Так вот — играла я, играла собою, да и доигралась. Тело душу одолело. Князь из памяти вылетел, — даже с досадою его поминала: дурак! девичьих разговоров и кривляний испугался, всерьез их принял, отступил. Петербургский разврат этот головной так весь в памяти и встал, заполонил все воображение.
Стала я от компании своей отдаляться, одна старалась бывать. Я природу люблю и ходить охотница. Лес лиственный, весенний — страсть моя. Так вот я и ударилась в прогулочный спорт.
Уйду с утра в лес, скитаюсь с тропы на тропу, покуда ноги носят и с голоду боков не подведет. Зелень молодая, дубки свежие, ядреные, от шиповника дух идет, болотца прелью, прошлогодним листом вкусно пахнут — грибной такой аромат. Кукушка кричит, дятлы стучат, жаворонки заливаются, векши с ели на ель перепрыгивают, зайцы шмыгают. Иногда развлекало. А иной раз — наслушаешься, да насмотришься всей этой весны, надышишься этим воздухом любви, — так и еще хуже, тяжелее станет. Бродишь, как пьяная. По жилам черти не кровь гонят — свинец топленый. Голова — в десять пуд, шальная. Тоска. Плакать хочется. Сердце рвется. Кажется, нет-то несчастнее тебя дуры на свете!
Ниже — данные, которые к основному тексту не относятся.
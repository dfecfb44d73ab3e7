//! Credential injection
//!
//! Attaches the bearer token, tenant scope, and fixed security headers to a
//! request right before it is handed to the transport.

use chrono::{DateTime, Utc};
use courier_domain::constants::{
    AUTHORIZATION_HEADER, BEARER_PREFIX, CONTENT_TYPE_OPTIONS_HEADER, CONTENT_TYPE_OPTIONS_VALUE,
    DEFAULT_TENANT_HEADER, REQUESTED_WITH_HEADER, REQUESTED_WITH_VALUE, REQUEST_ID_HEADER,
    TIMESTAMP_HEADER,
};
use courier_domain::{RequestDescriptor, TokenState};
use uuid::Uuid;

/// Writes credential and security headers onto requests
#[derive(Debug, Clone)]
pub struct CredentialInjector {
    tenant_header: String,
}

impl Default for CredentialInjector {
    fn default() -> Self {
        Self::new(DEFAULT_TENANT_HEADER)
    }
}

impl CredentialInjector {
    pub fn new(tenant_header: impl Into<String>) -> Self {
        Self { tenant_header: tenant_header.into() }
    }

    pub fn tenant_header(&self) -> &str {
        &self.tenant_header
    }

    pub fn inject(&self, tokens: &TokenState, request: &mut RequestDescriptor) {
        self.inject_at(tokens, request, Utc::now());
    }

    /// Inject headers using `now` for the freshness timestamp
    ///
    /// A missing access token is not an error: unauthenticated endpoints
    /// (login, password reset) go out without `Authorization`.
    pub fn inject_at(
        &self,
        tokens: &TokenState,
        request: &mut RequestDescriptor,
        now: DateTime<Utc>,
    ) {
        if let Some(access_token) = &tokens.access_token {
            request.set_header(AUTHORIZATION_HEADER, format!("{BEARER_PREFIX}{access_token}"));
        }
        if let Some(tenant_id) = &tokens.tenant_id {
            request.set_header(self.tenant_header.as_str(), tenant_id.as_str());
        }

        request.set_header(CONTENT_TYPE_OPTIONS_HEADER, CONTENT_TYPE_OPTIONS_VALUE);
        request.set_header(REQUESTED_WITH_HEADER, REQUESTED_WITH_VALUE);
        request.set_header(TIMESTAMP_HEADER, now.timestamp_millis().to_string());
        request.set_header(REQUEST_ID_HEADER, Uuid::new_v4().to_string());

        request.context.injected_token = tokens.access_token.clone();
    }
}
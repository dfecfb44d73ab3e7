//! Observability infrastructure
//!
//! Structured logging for the request pipeline. Every component logs through
//! `tracing`; this module only installs the subscriber.

pub mod logging;

pub use logging::{init_tracing, LoggingError};
//! Infrastructure error handling

pub mod conversions;

pub use conversions::InfraError;
//! # Courier Infrastructure
//!
//! Infrastructure implementations of core pipeline ports.
//!
//! This crate contains:
//! - The reqwest-backed HTTP transport
//! - An in-memory session store with change notifications
//! - Configuration loading (environment, JSON, TOML)
//! - Logging subscriber setup
//!
//! ## Architecture
//! - Implements traits defined in `courier-core`
//! - Depends on `courier-domain` and `courier-core`
//! - Contains all "impure" code (sockets, files, environment)

pub mod bootstrap;
pub mod config;
pub mod errors;
pub mod http;
pub mod observability;
pub mod session;

// Re-export commonly used items
pub use bootstrap::build_pipeline;
pub use errors::InfraError;
pub use http::{ReqwestTransport, ReqwestTransportBuilder};
pub use observability::init_tracing;
pub use session::{InMemorySession, SessionEvent};
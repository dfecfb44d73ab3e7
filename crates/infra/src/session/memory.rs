//! In-memory session store
//!
//! Holds the current tokens and user identity behind a lock and announces
//! changes on a broadcast channel, so screens and sockets can react to a
//! refreshed token or a forced logout without polling.

use std::sync::atomic::{AtomicUsize, Ordering};

use async_trait::async_trait;
use courier_core::SessionAccessor;
use courier_domain::{RefreshedTokens, SessionSnapshot, TokenState, UserIdentity};
use parking_lot::RwLock;
use tokio::sync::broadcast;
use tracing::{debug, info};

const EVENT_CAPACITY: usize = 16;

/// Change notifications published by [`InMemorySession`]
#[derive(Debug, Clone, PartialEq, Eq)]
pub enum SessionEvent {
    SignedIn,
    TokensRefreshed { rotated_refresh_token: bool },
    LoggedOut,
}

/// [`SessionAccessor`] keeping the session in process memory
#[derive(Debug)]
pub struct InMemorySession {
    snapshot: RwLock<SessionSnapshot>,
    events: broadcast::Sender<SessionEvent>,
    logouts: AtomicUsize,
}

impl Default for InMemorySession {
    fn default() -> Self {
        Self::new(SessionSnapshot::default())
    }
}

impl InMemorySession {
    pub fn new(snapshot: SessionSnapshot) -> Self {
        let (events, _) = broadcast::channel(EVENT_CAPACITY);
        Self { snapshot: RwLock::new(snapshot), events, logouts: AtomicUsize::new(0) }
    }

    /// Receive future session events
    pub fn subscribe(&self) -> broadcast::Receiver<SessionEvent> {
        self.events.subscribe()
    }

    /// Replace the session after a successful login
    pub fn sign_in(&self, tokens: TokenState, user: Option<UserIdentity>) {
        *self.snapshot.write() = SessionSnapshot::new(tokens, user);
        info!("session signed in");
        self.publish(SessionEvent::SignedIn);
    }

    pub fn snapshot(&self) -> SessionSnapshot {
        self.snapshot.read().clone()
    }

    /// Number of logouts performed since creation
    pub fn logout_count(&self) -> usize {
        self.logouts.load(Ordering::SeqCst)
    }

    fn publish(&self, event: SessionEvent) {
        // No subscribers is fine: nobody is listening yet.
        if self.events.send(event).is_err() {
            debug!("session event dropped, no subscribers");
        }
    }
}

#[async_trait]
impl SessionAccessor for InMemorySession {
    async fn state(&self) -> SessionSnapshot {
        self.snapshot()
    }

    async fn store_tokens(&self, tokens: RefreshedTokens) {
        let rotated_refresh_token = tokens.refresh_token.is_some();
        self.snapshot.write().tokens.apply(&tokens);
        info!(rotated_refresh_token, "session tokens refreshed");
        self.publish(SessionEvent::TokensRefreshed { rotated_refresh_token });
    }

    async fn logout(&self) {
        *self.snapshot.write() = SessionSnapshot::default();
        self.logouts.fetch_add(1, Ordering::SeqCst);
        info!("session logged out");
        self.publish(SessionEvent::LoggedOut);
    }
}
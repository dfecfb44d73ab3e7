//! Default refresh operation: POST the refresh token to the token endpoint

use async_trait::async_trait;
use courier_domain::constants::DEFAULT_REFRESH_PATH;
use courier_domain::{
    ApiResponse, NormalizedError, RefreshedTokens, RequestDescriptor, Result, TokenState,
};
use serde_json::{json, Value};
use tracing::{debug, instrument};

use super::ports::RefreshOperation;
use crate::pipeline::RefreshClient;

/// Exchanges the refresh token for a new access token
///
/// Sends `{"refreshToken": "..."}` and accepts either camelCase or snake_case
/// token fields, optionally wrapped in a `data` envelope.
#[derive(Debug, Clone)]
pub struct TokenEndpointRefresh {
    path: String,
}

impl Default for TokenEndpointRefresh {
    fn default() -> Self {
        Self::new(DEFAULT_REFRESH_PATH)
    }
}

impl TokenEndpointRefresh {
    pub fn new(path: impl Into<String>) -> Self {
        Self { path: path.into() }
    }

    pub fn path(&self) -> &str {
        &self.path
    }
}

#[async_trait]
impl RefreshOperation for TokenEndpointRefresh {
    #[instrument(skip_all, fields(path = %self.path))]
    async fn refresh(
        &self,
        client: RefreshClient<'_>,
        tokens: &TokenState,
    ) -> Result<RefreshedTokens> {
        let refresh_token = tokens
            .refresh_token
            .as_deref()
            .ok_or_else(|| NormalizedError::auth_expired("no refresh token available"))?;

        let request = RequestDescriptor::post(self.path.as_str())
            .json_body(json!({ "refreshToken": refresh_token }));
        let response = client.send(request).await?;

        let refreshed = parse_refreshed_tokens(&response)?;
        debug!(rotated = refreshed.refresh_token.is_some(), "refresh endpoint issued new token");
        Ok(refreshed)
    }
}

fn parse_refreshed_tokens(response: &ApiResponse) -> Result<RefreshedTokens> {
    let body = response
        .body_json()
        .ok_or_else(|| NormalizedError::auth_expired("refresh response was not JSON"))?;
    let payload = body.get("data").filter(|data| data.is_object()).unwrap_or(&body);

    let access_token = string_field(payload, &["accessToken", "access_token"])
        .ok_or_else(|| NormalizedError::auth_expired("refresh response carried no access token"))?;
    let refresh_token = string_field(payload, &["refreshToken", "refresh_token"]);

    Ok(RefreshedTokens::new(access_token, refresh_token))
}

fn string_field(payload: &Value, names: &[&str]) -> Option<String> {
    names
        .iter()
        .filter_map(|name| payload.get(*name).and_then(Value::as_str))
        .find(|value| !value.is_empty())
        .map(str::to_string)
}
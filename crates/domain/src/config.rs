//! Pipeline configuration structures

use std::time::Duration;

use serde::{Deserialize, Serialize};

use crate::constants::{DEFAULT_REFRESH_PATH, DEFAULT_TENANT_HEADER, DEFAULT_TIMEOUT_MS};
use crate::impl_domain_enum_conversions;

/// What the pipeline does when a request is rejected with 401
#[derive(Debug, Clone, Copy, Default, PartialEq, Eq, Serialize, Deserialize)]
#[serde(rename_all = "lowercase")]
pub enum UnauthorizedPolicy {
    /// Single-flight refresh, then replay each rejected request once
    #[default]
    Refresh,
    /// Terminate the session immediately
    Logout,
}

impl_domain_enum_conversions!(UnauthorizedPolicy {
    Refresh => "refresh",
    Logout => "logout",
});

/// Logging configuration
#[derive(Debug, Clone, PartialEq, Eq, Serialize, Deserialize)]
#[serde(default)]
pub struct LoggingConfig {
    /// `EnvFilter` directive, e.g. `info` or `courier_core=debug`
    pub level: String,
    /// Emit JSON lines instead of compact text
    pub json: bool,
}

impl Default for LoggingConfig {
    fn default() -> Self {
        Self { level: "info".to_string(), json: false }
    }
}

/// Request pipeline configuration
#[derive(Debug, Clone, PartialEq, Eq, Serialize, Deserialize)]
pub struct PipelineConfig {
    /// Base URL that relative request URLs are resolved against
    pub base_url: String,
    #[serde(default = "default_timeout_ms")]
    pub timeout_ms: u64,
    /// Path of the token refresh endpoint, relative to `base_url`
    #[serde(default = "default_refresh_path")]
    pub refresh_path: String,
    #[serde(default = "default_tenant_header")]
    pub tenant_header: String,
    #[serde(default)]
    pub unauthorized_policy: UnauthorizedPolicy,
    #[serde(default)]
    pub user_agent: Option<String>,
    #[serde(default)]
    pub logging: LoggingConfig,
}

fn default_timeout_ms() -> u64 {
    DEFAULT_TIMEOUT_MS
}

fn default_refresh_path() -> String {
    DEFAULT_REFRESH_PATH.to_string()
}

fn default_tenant_header() -> String {
    DEFAULT_TENANT_HEADER.to_string()
}

impl PipelineConfig {
    pub fn new(base_url: impl Into<String>) -> Self {
        Self {
            base_url: base_url.into(),
            timeout_ms: DEFAULT_TIMEOUT_MS,
            refresh_path: default_refresh_path(),
            tenant_header: default_tenant_header(),
            unauthorized_policy: UnauthorizedPolicy::default(),
            user_agent: None,
            logging: LoggingConfig::default(),
        }
    }

    pub fn timeout(&self) -> Duration {
        Duration::from_millis(self.timeout_ms)
    }

    /// Whether `url` addresses the refresh endpoint
    ///
    /// Accepts both the bare path and the path joined to `base_url`; any query
    /// string is ignored.
    pub fn is_refresh_url(&self, url: &str) -> bool {
        let path = url.split(['?', '#']).next().unwrap_or(url);
        if path == self.refresh_path {
            return true;
        }
        path.strip_prefix(self.base_url.trim_end_matches('/'))
            .is_some_and(|rest| rest == self.refresh_path)
    }
}
use std::time::Duration;

use async_trait::async_trait;
use courier_core::Transport;
use courier_domain::constants::DEFAULT_TIMEOUT_MS;
use courier_domain::{
    ApiResponse, ConfigError, Method, NormalizedError, PipelineConfig, QueryParams, RequestBody,
    RequestDescriptor, Result,
};
use reqwest::header::CONTENT_TYPE;
use reqwest::{Client as ReqwestClient, RequestBuilder};
use serde_json::Value;
use tracing::{debug, instrument};
use url::Url;

use crate::errors::InfraError;

/// [`Transport`] backed by a reqwest client.
///
/// Sends each request exactly once: retries and refresh are decided by the
/// pipeline, never by the transport.
#[derive(Clone, Debug)]
pub struct ReqwestTransport {
    client: ReqwestClient,
    base_url: Url,
}

impl ReqwestTransport {
    /// Start building a transport for `base_url`.
    pub fn builder(base_url: impl Into<String>) -> ReqwestTransportBuilder {
        ReqwestTransportBuilder::new(base_url)
    }

    /// Transport configured from the pipeline settings.
    pub fn from_config(config: &PipelineConfig) -> std::result::Result<Self, ConfigError> {
        let mut builder = Self::builder(config.base_url.as_str()).timeout(config.timeout());
        if let Some(agent) = &config.user_agent {
            builder = builder.user_agent(agent.as_str());
        }
        builder.build()
    }

    pub fn base_url(&self) -> &Url {
        &self.base_url
    }

    /// Resolve `url` against the base URL unless it is already absolute.
    ///
    /// The base path is kept: `https://host/v1` + `/orders` gives
    /// `https://host/v1/orders`.
    pub fn resolve(&self, url: &str) -> std::result::Result<Url, InfraError> {
        if url.starts_with("http://") || url.starts_with("https://") {
            return Ok(Url::parse(url)?);
        }
        let base = self.base_url.as_str().trim_end_matches('/');
        let path = url.trim_start_matches('/');
        Ok(Url::parse(&format!("{base}/{path}"))?)
    }

    fn prepare(
        &self,
        request: &RequestDescriptor,
    ) -> std::result::Result<RequestBuilder, InfraError> {
        let url = self.resolve(&request.url)?;
        let mut builder = self.client.request(http_method(request.method), url);

        let query = query_pairs(&request.params);
        if !query.is_empty() {
            builder = builder.query(&query);
        }

        for (name, value) in &request.headers {
            builder = builder.header(name.as_str(), value.as_str());
        }

        Ok(match &request.body {
            RequestBody::Empty => builder,
            RequestBody::Json(value) => builder.json(value),
            RequestBody::Text(text) => {
                builder.header(CONTENT_TYPE, "text/plain; charset=utf-8").body(text.clone())
            }
            RequestBody::Form(fields) => builder.form(fields),
            RequestBody::Stream(stream) => builder
                .header(CONTENT_TYPE, stream.content_type())
                .body(stream.bytes().to_vec()),
        })
    }
}

#[async_trait]
impl Transport for ReqwestTransport {
    #[instrument(skip_all, fields(method = %request.method, url = %request.url))]
    async fn send(&self, request: &RequestDescriptor) -> Result<ApiResponse> {
        let builder = self.prepare(request).map_err(NormalizedError::from)?;

        let response =
            builder.send().await.map_err(|e| NormalizedError::from(InfraError::from(e)))?;
        let status = response.status().as_u16();
        let headers = response
            .headers()
            .iter()
            .filter_map(|(name, value)| {
                value.to_str().ok().map(|value| (name.as_str().to_string(), value.to_string()))
            })
            .collect::<Vec<_>>();

        let body =
            response.bytes().await.map_err(|e| NormalizedError::from(InfraError::from(e)))?;
        debug!(status, bytes = body.len(), "received HTTP response");

        Ok(headers
            .into_iter()
            .fold(ApiResponse::new(status, body.to_vec()), |response, (name, value)| {
                response.with_header(name, value)
            }))
    }
}

/// Builder for [`ReqwestTransport`].
#[derive(Debug)]
pub struct ReqwestTransportBuilder {
    base_url: String,
    timeout: Duration,
    user_agent: Option<String>,
}

impl ReqwestTransportBuilder {
    fn new(base_url: impl Into<String>) -> Self {
        Self {
            base_url: base_url.into(),
            timeout: Duration::from_millis(DEFAULT_TIMEOUT_MS),
            user_agent: None,
        }
    }

    pub fn timeout(mut self, timeout: Duration) -> Self {
        self.timeout = timeout;
        self
    }

    pub fn user_agent(mut self, agent: impl Into<String>) -> Self {
        self.user_agent = Some(agent.into());
        self
    }

    pub fn build(self) -> std::result::Result<ReqwestTransport, ConfigError> {
        let base_url = Url::parse(&self.base_url).map_err(|e| ConfigError::Invalid {
            field: "base_url".to_string(),
            reason: e.to_string(),
        })?;

        let mut builder = ReqwestClient::builder().timeout(self.timeout).no_proxy();

        if let Some(agent) = self.user_agent {
            builder = builder.user_agent(agent);
        }

        let client = builder.build().map_err(|e| ConfigError::Invalid {
            field: "http_client".to_string(),
            reason: e.to_string(),
        })?;

        Ok(ReqwestTransport { client, base_url })
    }
}

fn http_method(method: Method) -> reqwest::Method {
    match method {
        Method::Get => reqwest::Method::GET,
        Method::Post => reqwest::Method::POST,
        Method::Put => reqwest::Method::PUT,
        Method::Patch => reqwest::Method::PATCH,
        Method::Delete => reqwest::Method::DELETE,
        Method::Head => reqwest::Method::HEAD,
        Method::Options => reqwest::Method::OPTIONS,
    }
}

/// Flatten query params; arrays repeat the key and nulls are dropped.
fn query_pairs(params: &QueryParams) -> Vec<(String, String)> {
    fn scalar(value: &Value) -> String {
        match value {
            Value::String(text) => text.clone(),
            other => other.to_string(),
        }
    }

    params
        .iter()
        .flat_map(|(key, value)| match value {
            Value::Null => Vec::new(),
            Value::Array(items) => items
                .iter()
                .filter(|item| !item.is_null())
                .map(|item| (key.clone(), scalar(item)))
                .collect(),
            other => vec![(key.clone(), scalar(other))],
        })
        .collect()
}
И такое зло на себя, такая досада берет, что, бывало, бросишься наземь, лицо в траву уткнешь, от гнева да стыда, света не видишь, — рычу, да ругаю себя, как тварь последняя, ногтями мох деру.
И вот — такую-то полоумную — выследил меня в лесу Иван Афанасьевич. Я стою под березою, спиною к стволу прижалась, трясусь, как лист, зубами стучу. Смотрю на него, не узнаю: он ли, другой ли кто? Не понимаю: как, откуда он — из-за куста — вынырнул? А он — скрипучим и сладеньким своим голоском — улещает меня, что кругом на две версты лес и нет души человеческой, и никто никогда не узнает, и он — человек маленький, скромный, и будет молчать, как могила. А я — как истукан. Молчу, и чудится мне, что бес привел его, либо сам пришел в его образе на мою дорогу. И, когда он осмелел и за руку меня взял, я пошла за ним и пала, как животное.
VIII.
Виктория Павловна долго сидела молча, опустив голову, уперев подбородок в грудь. Я видел, как рдели ее уши, как вздрагивали скулы, потому что она гневно кусала губы.
Наконец, она дерзко, даже свысока как-то, взглянула мне в лицо и высокомерно сказала:
— Если вы ждете от меня теперь чувствительных излияний — как я раскаялась, пришла в отчаяние, хотела от стыда утопиться или повеситься, то я обману ваши ожидания. Я не испытала тогда никакого раскаяния. По-моему, раскаяние, стыд — удел тех, кто еще не долетел до дна пропасти, кувыркается в воздухе. А — если шлепнешься оземь из поднебесья, то с размаху-то так тебя ошеломит, что всякого самочувствия лишиться, а с ним и раскаяния, и стыда. Дьявол оттого и не стыдится своего зла, и раскаяться не может, что архангел Михаил уж очень жестоко его пихнул с самого высокого неба в самую черную адскую глубь. Он до сих пор опомниться не может, — оттого и безоглядно грешен, коварен и зол.
— Ну, дьявол — это романтизм, это высоко хвачено. Не опасайтесь: из Байрона цитат делать не стану. чересчур великолепно для такого мизерного случая, как шалое падение распутной девчонки. Но вот что вам скажу.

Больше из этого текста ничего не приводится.